Вся обстановка в стационаре, и особенно заботливое и товарищеское отношение ко мне, изменили мое настроение, и я перестал мрачно смотреть на будущее...
В стационаре работала вольнонаемная пожилая медицинская сестра, к сожалению, забыл ее фамилию, это была седая и очень строгая дама. Говорили, что ее муж погиб в 1937 году, она тоже долго просидела в лагере в Воркуте и, освободившись, не получила права выезда. Я не знаю, почему она стала относиться ко мне не так, как ко всем, возможно, я чем-то напомнил ей сына; во всяком случае, она очень тактично и деликатно стала поднимать меня с кровати. Кроме обычной баланды и каши, я стал получать и домашние вкусные вещи – то помидор, то большую котлету или яйцо, вкус которого я давно забыл... Как-то я шел по коридору и случайно подслушал разговор медсестры с больным зыком. Зык предложил ей купить золотые зубы и коронки, он их держал на открытой ладони, меня он в тот момент не видел. Сестра остановилась, смерила его гневным взглядом и резко ответила:
– Никогда больше не смейте предлагать мне эту гадость!
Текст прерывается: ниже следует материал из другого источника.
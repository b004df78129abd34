//! Session store: the reducer over [`SessionState`].
//!
//! DESIGN
//! ======
//! Every mutation is an [`Action`] applied by [`SessionStore::dispatch`].
//! Request-starting actions hand back a [`RequestId`]; the matching completion
//! must carry it. Only the single pending request may complete, so a late
//! response that lost a race with `Logout` (or with a newer request) is
//! dropped instead of resurrecting a cleared session.
//!
//! Durable storage is written from here and nowhere else.

#[cfg(test)]
#[path = "store_test.rs"]
mod store_test;

use crate::error::ApiError;
use crate::guard::GuardContext;
use crate::notify::{Notice, NotificationSink};
use crate::state::SessionState;
use crate::storage::{self, SessionStorage};
use crate::user::User;

/// Tag identifying one in-flight login or hydration request.
#[derive(Clone, Copy, Debug, PartialEq, Eq, Hash)]
pub struct RequestId(u64);

#[derive(Clone, Copy, Debug, PartialEq, Eq)]
enum RequestKind {
    Login,
    Hydrate,
}

/// A state transition request.
#[derive(Clone, Debug, PartialEq)]
pub enum Action {
    LoginRequest,
    LoginSuccess { request: RequestId, token: String, user: User },
    LoginFailure { request: RequestId, message: String },
    GetMeRequest,
    GetMeSuccess { request: RequestId, user: User },
    GetMeFailure { request: RequestId, error: ApiError },
    Logout,
    Reset,
}

/// What [`SessionStore::dispatch`] did with an action.
#[derive(Clone, Copy, Debug, PartialEq, Eq)]
pub enum Transition {
    /// A request was started; the caller performs the I/O and reports back.
    Started(RequestId),
    /// The state changed.
    Applied,
    /// Nothing changed: a stale completion, or a request whose precondition
    /// did not hold at dispatch time.
    Ignored,
}

impl Transition {
    /// Request tag when this transition started one.
    #[must_use]
    pub fn started(self) -> Option<RequestId> {
        match self {
            Self::Started(id) => Some(id),
            Self::Applied | Self::Ignored => None,
        }
    }
}

/// Single source of truth for the logged-in session.
#[derive(Clone, Debug)]
pub struct SessionStore<S> {
    state: SessionState,
    storage: S,
    last_request: u64,
    pending: Option<(RequestId, RequestKind)>,
}

impl<S: SessionStorage> SessionStore<S> {
    /// Empty store over `storage`, without reading it yet.
    pub fn new(storage: S) -> Self {
        Self { state: SessionState::default(), storage, last_request: 0, pending: None }
    }

    /// Build a store rehydrated from whatever `storage` holds.
    pub fn restore(storage: S) -> Self {
        let persisted = storage::load(&storage);
        log::debug!(
            "session restored: token={} user={}",
            persisted.token.is_some(),
            persisted.user.is_some()
        );
        let state = SessionState {
            // A user without a token cannot be trusted; hydration can't fix it either.
            user: persisted.token.as_ref().and(persisted.user),
            token: persisted.token,
            ..SessionState::default()
        };
        Self { state, storage, last_request: 0, pending: None }
    }

    #[must_use]
    pub fn state(&self) -> &SessionState {
        &self.state
    }

    #[must_use]
    pub fn storage(&self) -> &S {
        &self.storage
    }

    /// Guard inputs, with storage consulted for whether a token exists at all.
    #[must_use]
    pub fn guard_context(&self) -> GuardContext<'_> {
        GuardContext {
            token: self.state.token(),
            persisted_token: storage::has_token(&self.storage),
            user: self.state.current_user(),
            loading: self.state.loading(),
        }
    }

    /// Apply one action.
    pub fn dispatch(&mut self, action: Action) -> Transition {
        match action {
            Action::LoginRequest => self.login_request(),
            Action::LoginSuccess { request, token, user } => self.login_success(request, token, user),
            Action::LoginFailure { request, message } => self.login_failure(request, message),
            Action::GetMeRequest => self.get_me_request(),
            Action::GetMeSuccess { request, user } => self.get_me_success(request, user),
            Action::GetMeFailure { request, error } => self.get_me_failure(request, &error),
            Action::Logout => {
                self.logout();
                Transition::Applied
            }
            Action::Reset => {
                self.state.clear_outcome();
                Transition::Applied
            }
        }
    }

    /// Drop the in-memory session when storage no longer holds a token
    /// (another tab logged out, or the user cleared site data).
    pub fn reconcile(&mut self) -> bool {
        if self.state.token.is_some() && !storage::has_token(&self.storage) {
            log::info!("persisted token vanished; logging out");
            self.logout();
            return true;
        }
        false
    }

    /// Hand the pending outcome, if any, to `sink` and then clear it.
    pub fn take_outcome(&mut self, sink: &dyn NotificationSink) -> Option<Notice> {
        let notice = Notice::from_state(&self.state)?;
        sink.notify(notice.clone());
        self.state.clear_outcome();
        Some(notice)
    }

    fn start(&mut self, kind: RequestKind) -> RequestId {
        self.last_request += 1;
        let id = RequestId(self.last_request);
        if let Some((superseded, _)) = self.pending.replace((id, kind)) {
            log::debug!("request {superseded:?} superseded by {id:?}");
        }
        self.state.loading = true;
        id
    }

    /// Finish `request` if it is the pending request of `kind`.
    fn finish(&mut self, request: RequestId, kind: RequestKind) -> bool {
        if self.pending == Some((request, kind)) {
            self.pending = None;
            self.state.loading = false;
            true
        } else {
            log::debug!("ignoring stale {kind:?} completion {request:?}");
            false
        }
    }

    fn login_request(&mut self) -> Transition {
        self.state.clear_outcome();
        let id = self.start(RequestKind::Login);
        log::debug!("login requested as {id:?}");
        Transition::Started(id)
    }

    fn login_success(&mut self, request: RequestId, token: String, user: User) -> Transition {
        if !self.finish(request, RequestKind::Login) {
            return Transition::Ignored;
        }
        storage::save_token(&self.storage, &token);
        storage::save_user(&self.storage, &user);
        log::info!("logged in as user {}", user.id);
        self.state.message = Some(format!("Welcome, {}", user.display_name()));
        self.state.token = Some(token);
        self.state.user = Some(user);
        self.state.is_success = true;
        self.state.is_error = false;
        Transition::Applied
    }

    fn login_failure(&mut self, request: RequestId, message: String) -> Transition {
        if !self.finish(request, RequestKind::Login) {
            return Transition::Ignored;
        }
        log::info!("login failed: {message}");
        storage::clear(&self.storage);
        self.state.token = None;
        self.state.user = None;
        self.state.is_success = false;
        self.state.is_error = true;
        self.state.message = Some(message);
        Transition::Applied
    }

    fn get_me_request(&mut self) -> Transition {
        let state = &self.state;
        if state.token.is_none() || state.user.is_some() || state.loading {
            return Transition::Ignored;
        }
        let id = self.start(RequestKind::Hydrate);
        log::debug!("hydration requested as {id:?}");
        Transition::Started(id)
    }

    fn get_me_success(&mut self, request: RequestId, user: User) -> Transition {
        if !self.finish(request, RequestKind::Hydrate) {
            return Transition::Ignored;
        }
        log::debug!("hydrated user {}", user.id);
        storage::save_user(&self.storage, &user);
        self.state.user = Some(user);
        Transition::Applied
    }

    fn get_me_failure(&mut self, request: RequestId, error: &ApiError) -> Transition {
        if !self.finish(request, RequestKind::Hydrate) {
            return Transition::Ignored;
        }
        if error.is_unauthorized() {
            log::info!("credential rejected during hydration; logging out");
            self.logout();
        } else {
            log::warn!("hydration failed, keeping token for retry: {error}");
        }
        self.state.is_success = false;
        self.state.is_error = true;
        self.state.message = Some(error.to_string());
        Transition::Applied
    }

    fn logout(&mut self) {
        if let Some((id, kind)) = self.pending.take() {
            log::debug!("logout abandons {kind:?} request {id:?}");
        }
        storage::clear(&self.storage);
        self.state = SessionState::default();
    }
}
Она, конечно, знала, да и я тоже знал, что блатные воры вступали в сговор со сторожем морга, и за мзду он разрешал ворам выламывать золото из покойников, убитых или умерших...
Пролежав около месяца в маленькой палате, я стал быст ро поправляться, температура нормализовалась, и передо мной вновь встал вопрос – что будет со мной дальше? Вскоре меня перевели в общую палату, где я и устроился на кровати около печки. Кроме меня в палате находилось еще человек восемь, большинство тяжелобольные. Рядом со мной лежал бандеровец по фамилии Баран, как его звали, я уже не помню. Интересный тип, молодой, высокий, могучего спортивного сложения, он и в самом деле имел разряд по боксу, но, что меня удивило, по профессии Баран был священником! Бывает же такое в жизни... С ним произошел очень неприятный эпизод, посадили Барана в БУР за какое-то нарушение режима, и он сидел там тихо и мирно, но однажды БУР посетил какой-то офицер из надзорслужбы, Баран почему-то ему не понравился, и он стал «тянуть» его, то есть всячески оскорблять, причем безо всякого повода. Баран, как и следует священнику, молча, по-христиански сносил оскорбления, но когда офицер перешел всякие границы, христианский дух у Барана испарился, и, встав в боксерскую стойку, он выдал офицеру прямой в челюсть. Этого офицер, конечно, не предвидел и, пролетев по коридору метров пять до двери, спиной распахнул ее и кубарем, через голову, вылетел на улицу. Зыки, видевшие эту картину, так и покатились со смеху. Начальник лагеря майор Воронин был не лишен чувства справедливости и посадил Барана всего на пять суток в карцер, решив, видимо, что дурак офицер спровоцировал зыка, а майор ведь мог создать и «дело», и уж пятью сутками тут Баран бы не отделался... Однако из карцера Баран вышел в очень плохом состоянии и попал в стационар с резким обострением туберкулеза легких.